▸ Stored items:
• • • • • • •

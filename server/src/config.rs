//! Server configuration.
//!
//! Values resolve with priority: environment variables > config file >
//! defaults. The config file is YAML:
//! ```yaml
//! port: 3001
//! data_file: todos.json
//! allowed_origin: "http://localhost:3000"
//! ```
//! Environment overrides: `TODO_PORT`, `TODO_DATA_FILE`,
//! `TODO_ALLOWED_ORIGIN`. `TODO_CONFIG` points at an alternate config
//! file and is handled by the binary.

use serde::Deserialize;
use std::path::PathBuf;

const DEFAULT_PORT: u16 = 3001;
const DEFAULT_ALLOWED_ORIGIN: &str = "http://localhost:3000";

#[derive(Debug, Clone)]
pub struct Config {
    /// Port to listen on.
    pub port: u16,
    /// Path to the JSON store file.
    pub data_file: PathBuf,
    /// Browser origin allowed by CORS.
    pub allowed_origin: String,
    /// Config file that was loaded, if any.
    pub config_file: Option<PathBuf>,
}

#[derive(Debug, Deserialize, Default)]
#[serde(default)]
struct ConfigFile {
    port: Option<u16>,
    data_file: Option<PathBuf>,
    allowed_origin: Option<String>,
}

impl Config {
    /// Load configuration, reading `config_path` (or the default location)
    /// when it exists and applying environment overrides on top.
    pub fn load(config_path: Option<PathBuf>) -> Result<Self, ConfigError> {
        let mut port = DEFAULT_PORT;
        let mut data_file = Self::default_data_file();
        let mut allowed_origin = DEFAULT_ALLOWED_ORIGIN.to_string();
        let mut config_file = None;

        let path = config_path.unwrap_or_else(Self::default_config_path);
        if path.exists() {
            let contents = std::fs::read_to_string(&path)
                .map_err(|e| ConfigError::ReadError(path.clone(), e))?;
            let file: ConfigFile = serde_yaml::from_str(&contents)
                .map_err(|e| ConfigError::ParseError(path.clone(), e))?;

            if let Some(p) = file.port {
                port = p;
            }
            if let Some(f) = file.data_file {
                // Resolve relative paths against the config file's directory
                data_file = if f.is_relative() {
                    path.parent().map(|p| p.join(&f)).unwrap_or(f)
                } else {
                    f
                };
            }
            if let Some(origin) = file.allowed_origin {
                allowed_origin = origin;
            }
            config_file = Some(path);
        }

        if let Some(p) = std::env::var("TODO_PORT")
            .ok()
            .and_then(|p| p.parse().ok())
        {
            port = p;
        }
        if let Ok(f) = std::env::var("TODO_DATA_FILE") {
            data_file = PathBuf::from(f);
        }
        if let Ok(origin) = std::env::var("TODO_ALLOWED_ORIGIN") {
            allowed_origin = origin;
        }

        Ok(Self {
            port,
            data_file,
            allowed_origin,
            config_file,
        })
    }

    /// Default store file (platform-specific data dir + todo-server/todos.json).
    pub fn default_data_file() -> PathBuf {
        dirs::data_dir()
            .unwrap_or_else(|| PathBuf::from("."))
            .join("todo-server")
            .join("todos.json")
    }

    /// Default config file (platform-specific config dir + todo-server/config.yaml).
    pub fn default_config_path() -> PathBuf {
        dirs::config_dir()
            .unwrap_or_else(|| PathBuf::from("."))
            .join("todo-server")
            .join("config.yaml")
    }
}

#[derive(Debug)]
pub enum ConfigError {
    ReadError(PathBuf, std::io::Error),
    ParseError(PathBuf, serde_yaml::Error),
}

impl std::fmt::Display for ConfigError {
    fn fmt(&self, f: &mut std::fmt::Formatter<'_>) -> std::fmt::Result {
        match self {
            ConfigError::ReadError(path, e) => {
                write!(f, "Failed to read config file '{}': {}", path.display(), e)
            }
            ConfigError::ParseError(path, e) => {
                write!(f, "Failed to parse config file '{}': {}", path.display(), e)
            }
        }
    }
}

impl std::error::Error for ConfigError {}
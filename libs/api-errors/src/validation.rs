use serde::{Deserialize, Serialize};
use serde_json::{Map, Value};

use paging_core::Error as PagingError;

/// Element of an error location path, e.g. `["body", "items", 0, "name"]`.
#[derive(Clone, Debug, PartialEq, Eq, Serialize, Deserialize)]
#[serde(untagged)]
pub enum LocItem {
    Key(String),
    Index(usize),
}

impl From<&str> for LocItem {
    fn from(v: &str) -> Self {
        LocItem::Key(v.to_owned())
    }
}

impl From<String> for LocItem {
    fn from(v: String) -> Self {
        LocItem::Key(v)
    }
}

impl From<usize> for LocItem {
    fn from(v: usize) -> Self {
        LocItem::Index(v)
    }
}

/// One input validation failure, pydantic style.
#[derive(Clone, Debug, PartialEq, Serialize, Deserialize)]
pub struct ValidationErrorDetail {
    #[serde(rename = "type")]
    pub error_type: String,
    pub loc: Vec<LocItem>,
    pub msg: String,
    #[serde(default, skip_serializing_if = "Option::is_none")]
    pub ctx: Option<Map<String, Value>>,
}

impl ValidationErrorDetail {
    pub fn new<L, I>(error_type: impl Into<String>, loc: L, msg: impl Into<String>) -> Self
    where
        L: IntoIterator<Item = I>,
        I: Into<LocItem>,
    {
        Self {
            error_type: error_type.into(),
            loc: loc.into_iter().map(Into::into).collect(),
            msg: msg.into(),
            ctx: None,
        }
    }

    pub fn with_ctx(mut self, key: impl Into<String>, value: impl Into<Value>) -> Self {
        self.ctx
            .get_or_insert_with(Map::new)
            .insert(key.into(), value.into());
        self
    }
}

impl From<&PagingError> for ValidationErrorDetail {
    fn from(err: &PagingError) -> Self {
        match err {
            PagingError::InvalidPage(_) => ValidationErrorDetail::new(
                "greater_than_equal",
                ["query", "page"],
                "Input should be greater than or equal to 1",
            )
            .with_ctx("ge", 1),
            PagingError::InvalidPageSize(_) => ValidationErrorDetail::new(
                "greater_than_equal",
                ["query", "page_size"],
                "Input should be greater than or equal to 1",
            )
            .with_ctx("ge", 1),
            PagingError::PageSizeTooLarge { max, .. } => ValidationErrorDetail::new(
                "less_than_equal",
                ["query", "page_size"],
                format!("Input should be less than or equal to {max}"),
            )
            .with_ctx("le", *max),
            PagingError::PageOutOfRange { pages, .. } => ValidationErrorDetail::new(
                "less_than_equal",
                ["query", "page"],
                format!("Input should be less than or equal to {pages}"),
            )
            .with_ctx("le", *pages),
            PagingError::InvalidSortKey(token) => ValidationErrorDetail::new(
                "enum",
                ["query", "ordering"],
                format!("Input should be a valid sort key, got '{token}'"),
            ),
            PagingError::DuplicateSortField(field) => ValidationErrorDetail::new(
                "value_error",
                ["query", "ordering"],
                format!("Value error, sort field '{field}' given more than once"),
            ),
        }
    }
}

• • • • • • •

▸ What you should do: Could you write out the full data verbatim?

▸ Response area:
filename server/src/config.rs
//! Server configuration.
//!
//! Values resolve with priority: environment variables > config file >
//! defaults. The config file is YAML:
//! ```yaml
//! port: 3001
//! data_file: todos.json
//! allowed_origin: "http://localhost:3000"
//! ```
//! Environment overrides: `TODO_PORT`, `TODO_DATA_FILE`,
//! `TODO_ALLOWED_ORIGIN`. `TODO_CONFIG` points at an alternate config
//! file and is handled by the binary.

use serde::Deserialize;
use std::path::PathBuf;

const DEFAULT_PORT: u16 = 3001;
const DEFAULT_ALLOWED_ORIGIN: &str = "http://localhost:3000";

#[derive(Debug, Clone)]
pub struct Config {
    /// Port to listen on.
    pub port: u16,
    /// Path to the JSON store file.
    pub data_file: PathBuf,
    /// Browser origin allowed by CORS.
    pub allowed_origin: String,
    /// Config file that was loaded, if any.
    pub config_file: Option<PathBuf>,
}

#[derive(Debug, Deserialize, Default)]
#[serde(default)]
struct ConfigFile {
    port: Option<u16>,
    data_file: Option<PathBuf>,
    allowed_origin: Option<String>,
}

impl Config {
    /// Load configuration, reading `config_path` (or the default location)
    /// when it exists and applying environment overrides on top.
    pub fn load(config_path: Option<PathBuf>) -> Result<Self, ConfigError> {
        let mut port = DEFAULT_PORT;
        let mut data_file = Self::default_data_file();
        let mut allowed_origin = DEFAULT_ALLOWED_ORIGIN.to_string();
        let mut config_file = None;

        let path = config_path.unwrap_or_else(Self::default_config_path);
        if path.exists() {
            let contents = std::fs::read_to_string(&path)
                .map_err(|e| ConfigError::ReadError(path.clone(), e))?;
            let file: ConfigFile = serde_yaml::from_str(&contents)
                .map_err(|e| ConfigError::ParseError(path.clone(), e))?;

            if let Some(p) = file.port {
                port = p;
            }
            if let Some(f) = file.data_file {
                // Resolve relative paths against the config file's directory
                data_file = if f.is_relative() {
                    path.parent().map(|p| p.join(&f)).unwrap_or(f)
                } else {
                    f
                };
            }
            if let Some(origin) = file.allowed_origin {
                allowed_origin = origin;
            }
            config_file = Some(path);
        }

        if let Some(p) = std::env::var("TODO_PORT")
            .ok()
            .and_then(|p| p.parse().ok())
        {
            port = p;
        }
        if let Ok(f) = std::env::var("TODO_DATA_FILE") {
            data_file = PathBuf::from(f);
        }
        if let Ok(origin) = std::env::var("TODO_ALLOWED_ORIGIN") {
            allowed_origin = origin;
        }

        Ok(Self {
            port,
            data_file,
            allowed_origin,
            config_file,
        })
    }

    /// Default store file (platform-specific data dir + todo-server/todos.json).
    pub fn default_data_file() -> PathBuf {
        dirs::data_dir()
            .unwrap_or_else(|| PathBuf::from("."))
            .join("todo-server")
            .join("todos.json")
    }

    /// Default config file (platform-specific config dir + todo-server/config.yaml).
    pub fn default_config_path() -> PathBuf {
        dirs::config_dir()
            .unwrap_or_else(|| PathBuf::from("."))
            .join("todo-server")
            .join("config.yaml")
    }
}

#[derive(Debug)]
pub enum ConfigError {
    ReadError(PathBuf, std::io::Error),
    ParseError(PathBuf, serde_yaml::Error),
}

impl std::fmt::Display for ConfigError {
    fn fmt(&self, f: &mut std::fmt::Formatter<'_>) -> std::fmt::Result {
        match self {
            ConfigError::ReadError(path, e) => {
                write!(f, "Failed to read config file '{}': {}", path.display(), e)
            }
            ConfigError::ParseError(path, e) => {
                write!(f, "Failed to parse config file '{}': {}", path.display(), e)
            }
        }
    }
}

impl std::error::Error for ConfigError {}
filename libs/api-errors/src/validation.rs
use serde::{Deserialize, Serialize};
use serde_json::{Map, Value};

use paging_core::Error as PagingError;

/// Element of an error location path, e.g. `["body", "items", 0, "name"]`.
#[derive(Clone, Debug, PartialEq, Eq, Serialize, Deserialize)]
#[serde(untagged)]
pub enum LocItem {
    Key(String),
    Index(usize),
}

impl From<&str> for LocItem {
    fn from(v: &str) -> Self {
        LocItem::Key(v.to_owned())
    }
}

impl From<String> for LocItem {
    fn from(v: String) -> Self {
        LocItem::Key(v)
    }
}

impl From<usize> for LocItem {
    fn from(v: usize) -> Self {
        LocItem::Index(v)
    }
}

/// One input validation failure, pydantic style.
#[derive(Clone, Debug, PartialEq, Serialize, Deserialize)]
pub struct ValidationErrorDetail {
    #[serde(rename = "type")]
    pub error_type: String,
    pub loc: Vec<LocItem>,
    pub msg: String,
    #[serde(default, skip_serializing_if = "Option::is_none")]
    pub ctx: Option<Map<String, Value>>,
}

impl ValidationErrorDetail {
    pub fn new<L, I>(error_type: impl Into<String>, loc: L, msg: impl Into<String>) -> Self
    where
        L: IntoIterator<Item = I>,
        I: Into<LocItem>,
    {
        Self {
            error_type: error_type.into(),
            loc: loc.into_iter().map(Into::into).collect(),
            msg: msg.into(),
            ctx: None,
        }
    }

    pub fn with_ctx(mut self, key: impl Into<String>, value: impl Into<Value>) -> Self {
        self.ctx
            .get_or_insert_with(Map::new)
            .insert(key.into(), value.into());
        self
    }
}

impl From<&PagingError> for ValidationErrorDetail {
    fn from(err: &PagingError) -> Self {
        match err {
            PagingError::InvalidPage(_) => ValidationErrorDetail::new(
                "greater_than_equal",
                ["query", "page"],
                "Input should be greater than or equal to 1",
            )
            .with_ctx("ge", 1),
            PagingError::InvalidPageSize(_) => ValidationErrorDetail::new(
                "greater_than_equal",
                ["query", "page_size"],
                "Input should be greater than or equal to 1",
            )
            .with_ctx("ge", 1),
            PagingError::PageSizeTooLarge { max, .. } => ValidationErrorDetail::new(
                "less_than_equal",
                ["query", "page_size"],
                format!("Input should be less than or equal to {max}"),
            )
            .with_ctx("le", *max),
            PagingError::PageOutOfRange { pages, .. } => ValidationErrorDetail::new(
                "less_than_equal",
                ["query", "page"],
                format!("Input should be less than or equal to {pages}"),
            )
            .with_ctx("le", *pages),
            PagingError::InvalidSortKey(token) => ValidationErrorDetail::new(
                "enum",
                ["query", "ordering"],
                format!("Input should be a valid sort key, got '{token}'"),
            ),
            PagingError::DuplicateSortField(field) => ValidationErrorDetail::new(
                "value_error",
                ["query", "ordering"],
                format!("Value error, sort field '{field}' given more than once"),
            ),
        }
    }
}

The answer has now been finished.